## What is expected
Lift out each line of the data that holds "Sized".

## Working data
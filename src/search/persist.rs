use std::fs;
use std::io::Write;
use std::path::Path;

use tempfile::NamedTempFile;

use crate::error::{Result, RetrievalError};

/// Writes `bytes` to `path` via a temp file in the same directory and a
/// rename, so readers see either the old file or the complete new one.
pub(crate) fn write_atomically(path: &Path, bytes: &[u8]) -> Result<()> {
    let dir = match path.parent() {
        Some(parent) if !parent.as_os_str().is_empty() => parent,
        _ => Path::new("."),
    };
    fs::create_dir_all(dir).map_err(|e| RetrievalError::io(dir, e))?;

    let mut tmp = NamedTempFile::new_in(dir).map_err(|e| RetrievalError::io(dir, e))?;
    tmp.write_all(bytes)
        .and_then(|_| tmp.as_file().sync_all())
        .map_err(|e| RetrievalError::io(tmp.path(), e))?;
    tmp.persist(path)
        .map_err(|e| RetrievalError::io(path, e.error))?;
    Ok(())
}

pub(crate) fn read_file(path: &Path) -> Result<Vec<u8>> {
    fs::read(path).map_err(|e| RetrievalError::io(path, e))
}
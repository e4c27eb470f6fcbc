use async_trait::async_trait;
use reqwest::Client;
use thiserror::Error;
use tracing::debug;

use super::endpoints::{
    ErrorResponse, GenerateOptions, GenerateRequest, GenerateResponse, DEFAULT_BASE_URL, DEFAULT_MODEL,
    GENERATE_PATH,
};
use crate::error::{Result, RetrievalError};

#[derive(Error, Debug)]
pub enum ApiConnectionError {
    #[error("Network error: {0}")]
    NetworkError(#[from] reqwest::Error),

    #[error("API error {status}: {error_body}")]
    ApiError {
        status: reqwest::StatusCode,
        error_body: String,
    },

    #[error("Empty completion from model {0}")]
    EmptyResponse(String),
}

impl From<ApiConnectionError> for RetrievalError {
    fn from(err: ApiConnectionError) -> Self {
        RetrievalError::Completion(err.to_string())
    }
}

/// Text completion consumed by the meal-analysis step.
#[async_trait]
pub trait CompletionService: Send + Sync {
    async fn complete(&self, prompt: &str) -> Result<String>;
}

/// Client for a local Ollama-compatible `/api/generate` endpoint.
#[derive(Debug, Clone)]
pub struct OllamaClient {
    client: Client,
    base_url: String,
    model: String,
    options: Option<GenerateOptions>,
}

impl Default for OllamaClient {
    fn default() -> Self {
        Self::new(DEFAULT_BASE_URL, DEFAULT_MODEL)
    }
}

impl OllamaClient {
    pub fn new(base_url: &str, model: &str) -> Self {
        Self {
            client: Client::new(),
            base_url: base_url.trim_end_matches('/').to_string(),
            model: model.to_string(),
            options: None,
        }
    }

    pub fn with_options(mut self, options: GenerateOptions) -> Self {
        self.options = Some(options);
        self
    }

    pub fn model(&self) -> &str {
        &self.model
    }

    pub async fn generate(&self, prompt: &str) -> std::result::Result<GenerateResponse, ApiConnectionError> {
        let request = GenerateRequest {
            model: self.model.clone(),
            prompt: prompt.to_string(),
            stream: false,
            options: self.options.clone(),
        };
        let url = format!("{}{}", self.base_url, GENERATE_PATH);
        debug!(%url, model = %self.model, prompt_len = prompt.len(), "Sending completion request");

        let response = self.client.post(&url).json(&request).send().await?;

        if response.status().is_success() {
            Ok(response.json::<GenerateResponse>().await?)
        } else {
            let status = response.status();
            let body = response
                .text()
                .await
                .unwrap_or_else(|_| "Failed to read error body".to_string());
            // Prefer the service's own diagnostic over the raw JSON envelope.
            let error_body = serde_json::from_str::<ErrorResponse>(&body)
                .map(|e| e.error)
                .unwrap_or(body);
            Err(ApiConnectionError::ApiError { status, error_body })
        }
    }
}

#[async_trait]
impl CompletionService for OllamaClient {
    async fn complete(&self, prompt: &str) -> Result<String> {
        let response = self.generate(prompt).await?;
        let text = response.response.trim();
        if text.is_empty() {
            return Err(ApiConnectionError::EmptyResponse(response.model).into());
        }
        Ok(text.to_string())
    }
}
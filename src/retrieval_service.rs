//! Similarity search joined against food metadata.
//!
//! The service owns nothing mutable: the index is shared behind an `Arc` and
//! the metadata store synchronizes itself, so one instance can serve
//! concurrent callers.

use std::sync::Arc;

use serde::Serialize;
use tracing::{debug, info, warn};

use crate::config::Settings;
use crate::error::Result;
use crate::metadata_store::{FoodRecord, MetadataStore, SqliteMetadataStore};
use crate::search::{Content, EmbeddingStore, Encoder, NeighborSearch, VectorIndex};

/// A metadata record paired with its similarity to the query.
#[derive(Debug, Clone, PartialEq, Serialize)]
pub struct RetrievedFood {
    pub record: FoodRecord,
    pub score: f32,
}

pub struct RetrievalService<I: NeighborSearch + ?Sized, M: MetadataStore> {
    index: Arc<I>,
    metadata: M,
}

impl<I: NeighborSearch + ?Sized, M: MetadataStore> RetrievalService<I, M> {
    pub fn new(index: Arc<I>, metadata: M) -> Self {
        Self { index, metadata }
    }

    pub fn index(&self) -> &I {
        &self.index
    }

    /// Top-`k` foods for `query`, most similar first. Hits without a
    /// metadata row are dropped; the rest keep their similarity order.
    pub fn retrieve_detailed(&self, query: &[f32], k: usize) -> Result<Vec<RetrievedFood>> {
        let neighbors = self.index.search(query, k)?;
        let ids: Vec<i64> = neighbors.iter().map(|n| n.id).collect();

        let mut found = match self.metadata.get_many(&ids) {
            Ok(found) => found,
            Err(e) => {
                warn!(error = %e, requested = ids.len(), "Metadata lookup failed, continuing without context");
                Default::default()
            }
        };

        let foods: Vec<RetrievedFood> = neighbors
            .iter()
            .filter_map(|n| {
                found.remove(&n.id).map(|record| RetrievedFood {
                    record,
                    score: n.score,
                })
            })
            .collect();

        debug!(hits = neighbors.len(), joined = foods.len(), "Retrieved reference foods");
        Ok(foods)
    }

    /// Formatted grounding lines for the top-`k` foods, most similar first.
    pub fn retrieve(&self, query: &[f32], k: usize) -> Result<Vec<String>> {
        Ok(self
            .retrieve_detailed(query, k)?
            .iter()
            .map(|food| food.record.context_line())
            .collect())
    }

    /// Encodes `content` and retrieves against it. Encoder failures abort
    /// before the index is consulted.
    pub fn retrieve_content(
        &self,
        encoder: &dyn Encoder,
        content: Content<'_>,
        k: usize,
    ) -> Result<Vec<String>> {
        let query = encoder.encode(content)?;
        self.retrieve(&query, k)
    }
}

impl RetrievalService<VectorIndex, SqliteMetadataStore> {
    /// Opens the on-disk index and metadata database named in `settings`.
    ///
    /// With `retrieval.rebuild_on_load_failure` set, an unreadable index is
    /// rebuilt from the embedding store first.
    pub fn open(settings: &Settings) -> Result<Self> {
        let paths = &settings.paths;
        let loaded = if settings.retrieval.rebuild_on_load_failure {
            VectorIndex::load_or_rebuild(&paths.index, &EmbeddingStore::new(&paths.embedding_store))
        } else {
            VectorIndex::load(&paths.index)
        };
        let index = loaded.map_err(|e| {
            warn!(path = %paths.index.display(), error = %e, "Vector index unavailable");
            e
        })?;

        let metadata = SqliteMetadataStore::open(&paths.metadata_db)?;
        if metadata.count()? == 0 {
            warn!(path = %paths.metadata_db.display(), "Metadata table is empty; run import-metadata first");
        }

        let service = Self::new(Arc::new(index), metadata);
        info!(
            vectors = service.index().len(),
            dimension = service.index().dimension(),
            "Retrieval service ready"
        );
        Ok(service)
    }
}
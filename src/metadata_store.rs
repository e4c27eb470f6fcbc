//! Relational lookup of food descriptions and per-100g nutrient values.

use std::collections::{BTreeSet, HashMap};
use std::path::Path;
use std::sync::{Mutex, MutexGuard, PoisonError};

use rusqlite::{params, params_from_iter, Connection, Row};
use serde::{Deserialize, Serialize};
use tracing::{debug, info};

use crate::error::{Result, RetrievalError};

/// SQLite's default bound-parameter ceiling on older builds is 999.
const MAX_IN_PARAMS: usize = 500;

const SCHEMA_SQL: &str = "
CREATE TABLE IF NOT EXISTS foods (
    id          INTEGER PRIMARY KEY,
    name        TEXT NOT NULL,
    food_group  TEXT NOT NULL,
    calories    REAL NOT NULL,
    fat_g       REAL NOT NULL,
    protein_g   REAL NOT NULL,
    carbs_g     REAL NOT NULL
);
";

const SELECT_COLUMNS: &str = "id, name, food_group, calories, fat_g, protein_g, carbs_g";

/// One reference food. Nutrient values are per 100 g.
#[derive(Debug, Clone, PartialEq, Serialize, Deserialize)]
pub struct FoodRecord {
    pub id: i64,
    pub name: String,
    pub food_group: String,
    pub calories: f64,
    pub fat_g: f64,
    pub protein_g: f64,
    pub carbs_g: f64,
}

impl FoodRecord {
    /// Text the offline pipeline feeds to the encoder for this food.
    pub fn embedding_text(&self) -> String {
        format!("{} {}", self.name, self.food_group)
    }

    /// Labeled single-line summary used as grounding context.
    pub fn context_line(&self) -> String {
        format!(
            "{}, {}, calories (kcal per 100g): {}, fat (g): {}, protein (g): {}, carbohydrates (g): {}",
            self.name, self.food_group, self.calories, self.fat_g, self.protein_g, self.carbs_g
        )
    }

    fn from_row(row: &Row<'_>) -> rusqlite::Result<Self> {
        Ok(Self {
            id: row.get(0)?,
            name: row.get(1)?,
            food_group: row.get(2)?,
            calories: row.get(3)?,
            fat_g: row.get(4)?,
            protein_g: row.get(5)?,
            carbs_g: row.get(6)?,
        })
    }
}

/// Identifier-keyed lookup of food metadata.
pub trait MetadataStore: Send + Sync {
    /// Returns the records for `ids`. Unknown ids are absent from the map;
    /// duplicates in the input are harmless and an empty input yields an
    /// empty map.
    fn get_many(&self, ids: &[i64]) -> Result<HashMap<i64, FoodRecord>>;
}

pub struct SqliteMetadataStore {
    conn: Mutex<Connection>,
}

impl SqliteMetadataStore {
    /// Open or create the database at `path`.
    pub fn open(path: &Path) -> Result<Self> {
        if let Some(parent) = path.parent().filter(|p| !p.as_os_str().is_empty()) {
            std::fs::create_dir_all(parent).map_err(|e| RetrievalError::io(parent, e))?;
        }
        Self::with_connection(Connection::open(path)?)
    }

    pub fn open_in_memory() -> Result<Self> {
        Self::with_connection(Connection::open_in_memory()?)
    }

    fn with_connection(conn: Connection) -> Result<Self> {
        conn.execute_batch(SCHEMA_SQL)?;
        Ok(Self {
            conn: Mutex::new(conn),
        })
    }

    // Mutations run in transactions, so a poisoned lock still guards a consistent table.
    fn lock(&self) -> MutexGuard<'_, Connection> {
        self.conn.lock().unwrap_or_else(PoisonError::into_inner)
    }

    /// Replaces the whole table with `records` in one transaction.
    pub fn replace_all(&self, records: &[FoodRecord]) -> Result<usize> {
        let mut conn = self.lock();
        let tx = conn.transaction()?;
        tx.execute("DELETE FROM foods", [])?;
        {
            let mut stmt = tx.prepare(
                "INSERT INTO foods (id, name, food_group, calories, fat_g, protein_g, carbs_g)
                 VALUES (?1, ?2, ?3, ?4, ?5, ?6, ?7)",
            )?;
            for r in records {
                stmt.execute(params![
                    r.id,
                    r.name,
                    r.food_group,
                    r.calories,
                    r.fat_g,
                    r.protein_g,
                    r.carbs_g
                ])?;
            }
        }
        tx.commit()?;
        info!(count = records.len(), "Metadata table replaced");
        Ok(records.len())
    }

    pub fn count(&self) -> Result<usize> {
        let conn = self.lock();
        let count: i64 = conn.query_row("SELECT COUNT(*) FROM foods", [], |row| row.get(0))?;
        Ok(count as usize)
    }
}

impl MetadataStore for SqliteMetadataStore {
    fn get_many(&self, ids: &[i64]) -> Result<HashMap<i64, FoodRecord>> {
        let unique: Vec<i64> = ids.iter().copied().collect::<BTreeSet<_>>().into_iter().collect();
        let mut found = HashMap::with_capacity(unique.len());
        if unique.is_empty() {
            return Ok(found);
        }

        let conn = self.lock();
        for chunk in unique.chunks(MAX_IN_PARAMS) {
            let placeholders = vec!["?"; chunk.len()].join(", ");
            let sql = format!("SELECT {} FROM foods WHERE id IN ({})", SELECT_COLUMNS, placeholders);
            let mut stmt = conn.prepare(&sql)?;
            let rows = stmt.query_map(params_from_iter(chunk.iter()), FoodRecord::from_row)?;
            for row in rows {
                let record = row?;
                found.insert(record.id, record);
            }
        }

        debug!(requested = unique.len(), found = found.len(), "Metadata lookup");
        Ok(found)
    }
}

## Answer below
pub struct RetrievalService<I: NeighborSearch + ?Sized, M: MetadataStore> {
impl<I: NeighborSearch + ?Sized, M: MetadataStore> RetrievalService<I, M> {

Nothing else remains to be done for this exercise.